Campania… C’era una volta la sabbia

Comincia da qui un viaggio nell’erosione delle spiagge. Campania su Web analizzerà le coste sabbiose “in via d’estinzione” spiegando le cause di un fenomeno che sta modificando (e in alcuni casi cancellando) i litorali della nostra regione

Scompaiono le spiagge in Campania

Se nelle ultime estati avete provato la sensazione che la sabbia stia letteralmente scomparendo sotto i vostri piedi, niente paura. Non siete voi che avete le allucinazioni ma sono le spiagge che stanno “andando in pensione anticipata”. La maggior parte dei litorali in Campania (come del resto in tutta Italia) sta arretrando per la perdita di sabbia. Sicuramente avrete sentito genitori e nonni esclamare «Quando io ero giovane questa spiaggia era lunghissima» oppure «Qui ci giocavamo a calcio tanto era grande la spiaggia». In effetti nel giro di circa 50 anni sono stati costruiti moli, porti, scogliere, che hanno creato non pochi danni alle coste.

EMERGENZA SABBIA – Le spiagge campane hanno uno sviluppo totale di circa 350 km, di cui il 60% è rappresentato da coste alte e rocciose (gli scogli da dove noi facciamo i tuffi, per intenderci) mentre il rimanente 40% è rappresentato da coste basse e sabbiose (dove stendiamo i teli da mare per crogiolarci al sole). Ma perché le spiagge arretrano? Perché ogni ambiente naturale ha un proprio equilibrio che deve essere rispettato. Le spiagge sono alimentate dai fiumi, se ad esempio si costruisce un porto vicino a una foce, si rischia di intercettare il flusso di materiale che trasporta e che alimenta la spiaggia. Se si vuole proteggere una zona non si può costruire “a casaccio” una barriera ma bisogna considerare le correnti, il vento, la profondità... Insomma, mantenere una spiaggia non è un lavoro da poco. E chi sbaglia fa danni. Chi di voi sceglierebbe ad agosto una località di mare senza la spiaggia? Pagare per un “servizio” che non c’è? Nessuno ovviamente. Quindi il turismo si riduce e non si sfrutta quanto si dovrebbe uno dei più importanti patrimoni naturali del nostro paese. In Campania si sprecano gli esempi di spiagge in erosione: dal Golfo di Napoli a quello di Salerno per finire con il Golfo di Policastro.

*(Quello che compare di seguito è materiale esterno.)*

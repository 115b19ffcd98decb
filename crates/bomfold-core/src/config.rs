use serde::{Deserialize, Serialize};
use std::path::{Path, PathBuf};

use bomfold_util::errors::BomfoldError;

use crate::manifest::{BomPolicy, LoadOptions};

/// Global user configuration loaded from `~/.bomfold/config.toml`.
#[derive(Debug, Clone, Default, Serialize, Deserialize)]
pub struct GlobalConfig {
    #[serde(default)]
    pub manifest: ManifestConfig,

    #[serde(default)]
    pub resolve: ResolveConfig,

    #[serde(default)]
    pub output: OutputConfig,
}

/// Manifest discovery settings from `[manifest]`.
#[derive(Debug, Clone, Serialize, Deserialize)]
pub struct ManifestConfig {
    #[serde(default = "default_manifest_file", rename = "default-file")]
    pub default_file: String,
    #[serde(default = "default_env_file", rename = "env-file")]
    pub env_file: String,
}

impl Default for ManifestConfig {
    fn default() -> Self {
        Self {
            default_file: default_manifest_file(),
            env_file: default_env_file(),
        }
    }
}

fn default_manifest_file() -> String {
    "deps.manifest".to_string()
}

fn default_env_file() -> String {
    ".bomfold.env".to_string()
}

/// Resolution settings from `[resolve]`.
#[derive(Debug, Clone, Default, Serialize, Deserialize)]
pub struct ResolveConfig {
    #[serde(default, rename = "bom-policy")]
    pub bom_policy: BomPolicy,
}

/// Output settings from `[output]`.
#[derive(Debug, Clone, Default, Serialize, Deserialize)]
pub struct OutputConfig {
    #[serde(default)]
    pub format: OutputFormat,
}

/// Rendering of a resolved manifest.
#[derive(Debug, Clone, Copy, Default, PartialEq, Eq, Serialize, Deserialize)]
#[serde(rename_all = "lowercase")]
pub enum OutputFormat {
    /// One `key: value` line per entry.
    #[default]
    Text,
    Json,
}

impl OutputFormat {
    pub fn from_name(name: &str) -> Option<Self> {
        match name.to_ascii_lowercase().as_str() {
            "text" => Some(Self::Text),
            "json" => Some(Self::Json),
            _ => None,
        }
    }
}

impl GlobalConfig {
    /// Load the global configuration from `~/.bomfold/config.toml`, or return defaults if the file doesn't exist.
    pub fn load() -> miette::Result<Self> {
        let path = Self::default_path();
        if path.is_file() {
            Self::load_from(&path)
        } else {
            Ok(Self::default())
        }
    }

    /// Load the configuration from an explicit path, which must exist.
    pub fn load_from(path: &Path) -> miette::Result<Self> {
        let content = std::fs::read_to_string(path).map_err(|e| BomfoldError::Config {
            message: format!("Failed to read {}: {e}", path.display()),
        })?;
        Self::from_str(&content)
    }

    /// Parse configuration TOML.
    pub fn from_str(content: &str) -> miette::Result<Self> {
        toml::from_str(content).map_err(|e| {
            BomfoldError::Config {
                message: format!("Failed to parse config: {e}"),
            }
            .into()
        })
    }

    /// Returns the default path to the global config file.
    pub fn default_path() -> PathBuf {
        dirs_path().join("config.toml")
    }

    pub fn load_options(&self) -> LoadOptions {
        LoadOptions {
            bom_policy: self.resolve.bom_policy,
        }
    }
}

/// Returns the path to the bomfold data directory (`~/.bomfold/`).
pub fn dirs_path() -> PathBuf {
    let home = std::env::var("HOME")
        .or_else(|_| std::env::var("USERPROFILE"))
        .unwrap_or_else(|_| ".".to_string());
    Path::new(&home).join(".bomfold")
}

CASERTA: TROPPO CEMENTO SUL LITORALE DOMITIO – «Il problema dell’erosione va assumendo forme molto serie», sostiene Stefano Guerzoni, ricercatore del Cnr ed esperto di gestione ambientale della fascia costiera. L’artificializzazione delle coste, infatti, rende impossibile il ciclo naturale della sabbia. Ormai le spiagge sono tutte urbanizzate, per cui non hanno più le condizioni naturali per un “rifornimento” anche da terra. Dopotutto, quanti di voi ricordano spiagge senza bar, chalet e lidi turistici? Comodi, direte voi: ombrelloni, sdraio, bibite fresche... Ma non tutti sanno che per realizzare un innocuo stabilimento balneare spesso si “eliminano” interi cumuli di sabbia, come le dune, dei veri e proprio “serbatoi” naturali. A Castel Volturno (Litorale Domitio) i dieci lidi che c’erano sui tre chilometri lineari di spiaggia della località sono stati letteralmente inghiottiti dal mare, mentre sul litorale del Garigliano-Volturno, lungo circa 55 km, 54 km sono colpiti da erosione irreversibile.

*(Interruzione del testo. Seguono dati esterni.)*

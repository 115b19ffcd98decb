use miette::Diagnostic;
use thiserror::Error;

/// Unified error type for tool-level bomfold failures.
///
/// Validation failures of the manifest model itself live in
/// `bomfold_core::error::ManifestError`; this type covers everything around it.
#[derive(Debug, Error, Diagnostic)]
pub enum BomfoldError {
    /// I/O operation failed.
    #[error("I/O error: {0}")]
    Io(#[from] std::io::Error),

    /// The manifest file could not be located or read.
    #[error("Manifest error: {message}")]
    #[diagnostic(help("Pass the manifest path explicitly or run from its directory"))]
    Manifest { message: String },

    /// The global configuration file is missing or malformed.
    #[error("Config error: {message}")]
    #[diagnostic(help("Check ~/.bomfold/config.toml for syntax errors"))]
    Config { message: String },

    /// Rendering resolved output failed.
    #[error("Output error: {message}")]
    Output { message: String },

    /// Catch-all for miscellaneous errors.
    #[error("{message}")]
    Generic { message: String },
}

/// Convenience alias for `miette::Result<T>`.
pub type BomfoldResult<T> = miette::Result<T>;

NAPOLI: IN CRISI ANCHE LE ISOLE – La costa dei Campi Flegrei (Pozzuoli, Cuma, Solfatara, Bacoli, Baia), lunga circa 15 km, è caratterizzata da 6 km di arretramento, così come il litorale del Fiume Sarno i cui 6 km sono quasi tutti in erosione. Non scherzano neanche Ischia e Procida, dove la superficie delle spiagge si è ridotta rispettivamente al 36 ed al 50% rispetto a quella che c'era solo 40 fa.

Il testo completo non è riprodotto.